On one hand, this is a very commendable feature, one that many users (including me) have been asking for years. It is especially pleasing to see that this feature removes the anonymous-user accounts, which have been source of chagrin and gotchas for as long as I can recall.

Some users are safer, whether they want it or not

On the other hand, this feature is a potential disaster. Making the new feature mandatory for new RPMs means that people used to the old behavior and relying to a MySQL RPM to perform a repeating task will have to rethink the job. Existing scripts and provisioning recipes will be broken, and the way this feature is created makes it unnecessarily hard to script it appropriately. You will need to find where the password was saved, depending on how $HOME was intended by the application, and parse the file to retrieve the password.

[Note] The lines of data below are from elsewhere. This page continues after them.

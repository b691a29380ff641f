//! Local file naming
//!
//! Maps a downloaded asset to its path below the storage root:
//! - stylesheets, scripts and manifests go to `assets/`
//! - images go to `assets/images/`
//! - fonts go to `assets/fonts/`
//!
//! The [`NameRegistry`] keeps the mapping stable per canonical URL and
//! disambiguates two different URLs that share a file name.

use crate::engine::AssetKind;
use crate::url::last_segment;
use std::collections::{HashMap, HashSet};
use std::sync::{Mutex, PoisonError};
use url::Url;

/// Directory (relative to the storage root) that holds top-level assets
pub const ASSETS_DIR: &str = "assets";

/// Directory (relative to the storage root) that holds images
pub const IMAGES_DIR: &str = "assets/images";

/// Directory (relative to the storage root) that holds fonts
pub const FONTS_DIR: &str = "assets/fonts";

/// Computes the storage-relative path for an asset
///
/// # Arguments
///
/// * `kind` - Kind of the asset
/// * `url` - Final URL of the response (after redirects)
/// * `content_type` - `Content-Type` header, used when the path has no extension
///
/// # Returns
///
/// A forward-slash separated path such as `assets/images/photo.jpg`
pub fn local_file_name(kind: AssetKind, url: &Url, content_type: Option<&str>) -> String {
    let segment = sanitize(last_segment(url));

    match kind {
        AssetKind::Style => format!("{}/{}", ASSETS_DIR, with_suffix(&segment, "index", ".css")),
        AssetKind::Script => format!("{}/{}", ASSETS_DIR, with_suffix(&segment, "index", ".js")),
        AssetKind::Manifest | AssetKind::Json => {
            let name = if segment.is_empty() { "index".to_string() } else { segment };
            if has_extension(&name) {
                format!("{}/{}", ASSETS_DIR, name)
            } else {
                let ext = content_type
                    .and_then(extension_for_mime)
                    .unwrap_or("json");
                format!("{}/{}.{}", ASSETS_DIR, name, ext)
            }
        }
        AssetKind::Image => {
            let name = if segment.is_empty() { "image".to_string() } else { segment };
            if has_extension(&name) {
                format!("{}/{}", IMAGES_DIR, name)
            } else {
                format!("{}/{}{}", IMAGES_DIR, name, image_extension(content_type))
            }
        }
        AssetKind::Font => {
            let name = if segment.is_empty() { "font".to_string() } else { segment };
            format!("{}/{}", FONTS_DIR, name)
        }
    }
}

/// Extension for an image without one in its URL, `.jpg` when unknown
fn image_extension(content_type: Option<&str>) -> &'static str {
    let mime = content_type
        .and_then(|ct| ct.split(';').next())
        .map(|ct| ct.trim().to_ascii_lowercase())
        .unwrap_or_default();

    match mime.as_str() {
        "image/jpeg" | "image/jpg" => ".jpg",
        "image/png" => ".png",
        "image/gif" => ".gif",
        "image/webp" => ".webp",
        "image/svg+xml" => ".svg",
        "image/avif" => ".avif",
        "image/x-icon" | "image/vnd.microsoft.icon" => ".ico",
        _ => ".jpg",
    }
}

fn extension_for_mime(content_type: &str) -> Option<&'static str> {
    let mime = content_type.split(';').next()?.trim();
    if mime.eq_ignore_ascii_case("application/manifest+json") {
        return Some("webmanifest");
    }
    mime_guess::get_mime_extensions_str(mime)?.first().copied()
}

fn with_suffix(segment: &str, fallback: &str, suffix: &str) -> String {
    let name = if segment.is_empty() { fallback } else { segment };
    if name.to_ascii_lowercase().ends_with(suffix) {
        name.to_string()
    } else {
        format!("{}{}", name, suffix)
    }
}

fn has_extension(name: &str) -> bool {
    matches!(name.rsplit_once('.'), Some((stem, ext)) if !stem.is_empty() && !ext.is_empty())
}

/// Replaces characters that would need escaping in a local reference
fn sanitize(segment: &str) -> String {
    segment
        .chars()
        .map(|c| {
            if c.is_ascii_alphanumeric() || matches!(c, '.' | '-' | '_') {
                c
            } else {
                '_'
            }
        })
        .collect()
}

/// Assigns unique local names to canonical URLs
///
/// The first URL to claim a name keeps it; later URLs wanting the same name
/// get `stem-2.ext`, `stem-3.ext` and so on. Claiming again with the same URL
/// always returns the name it got first.
#[derive(Debug, Default)]
pub struct NameRegistry {
    state: Mutex<NameState>,
}

#[derive(Debug, Default)]
struct NameState {
    by_url: HashMap<String, String>,
    taken: HashSet<String>,
}

impl NameRegistry {
    pub fn new() -> Self {
        Self::default()
    }

    /// Returns the name for `canonical`, reserving `desired` (or a variant)
    pub fn claim(&self, canonical: &str, desired: &str) -> String {
        let mut state = self.state.lock().unwrap_or_else(PoisonError::into_inner);

        if let Some(existing) = state.by_url.get(canonical) {
            return existing.clone();
        }

        let mut name = desired.to_string();
        let mut counter = 2;
        while state.taken.contains(&name) {
            name = numbered(desired, counter);
            counter += 1;
        }

        state.taken.insert(name.clone());
        state.by_url.insert(canonical.to_string(), name.clone());
        name
    }

    /// Name previously claimed for `canonical`
    pub fn get(&self, canonical: &str) -> Option<String> {
        self.state
            .lock()
            .unwrap_or_else(PoisonError::into_inner)
            .by_url
            .get(canonical)
            .cloned()
    }
}

/// `assets/style.css` + 2 => `assets/style-2.css`
fn numbered(path: &str, counter: u32) -> String {
    let (dir, file) = match path.rsplit_once('/') {
        Some((dir, file)) => (Some(dir), file),
        None => (None, path),
    };

    let file = match file.rsplit_once('.') {
        Some((stem, ext)) if !stem.is_empty() => format!("{}-{}.{}", stem, counter, ext),
        _ => format!("{}-{}", file, counter),
    };

    match dir {
        Some(dir) => format!("{}/{}", dir, file),
        None => file,
    }
}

Here is what the .mysql_secret file looks like:


cat ~/.mysql_secret 
# The random password set for the root user at Sat Nov 10 10:30:19 2012 (local time): 0aGUREOO

BTW, if you are not aware of the new feature, it is likely that you will never notice. As noted already in MySQL 5.6 is too verbose when creating data directory, the amount of unwanted data that is shoved to your screen is so big that the tiny message about the new random password being saved in a location near you or far far away gets lost in the flood.

Another consequence of this feature is that it is sandbox-unfriendly. Tying the secret password file to $HOME without the possibility of telling where we want it (I found already a workaround, but it is not pretty) means that the file can be overwritten and I can end up with one or more servers that are locked in.

Users of Oracle Linux have the right not to be safer

The oddest thing of all is the last sentence in the quoted text. While everyone else using a RPM will be struggling with this last minute addition, Oracle's own Linux distribution won't be affected. I can only speculate why that is happening, and my imagination conjures scenes of product managers for MySQL breaking the news to product managers for Unbreakable Linux, being told that this new feature is too much hassle, and in the end deciding that Oracle customers can be spared the aggravation. But this is just my unruly mind working overtime.

More to come

Ready to upgrade yet?

Better wait a few more releases. The next release, which could be another release candidate or the GA, is not out yet, but the release notes show that there are at least some more incompatibilities waiting for you.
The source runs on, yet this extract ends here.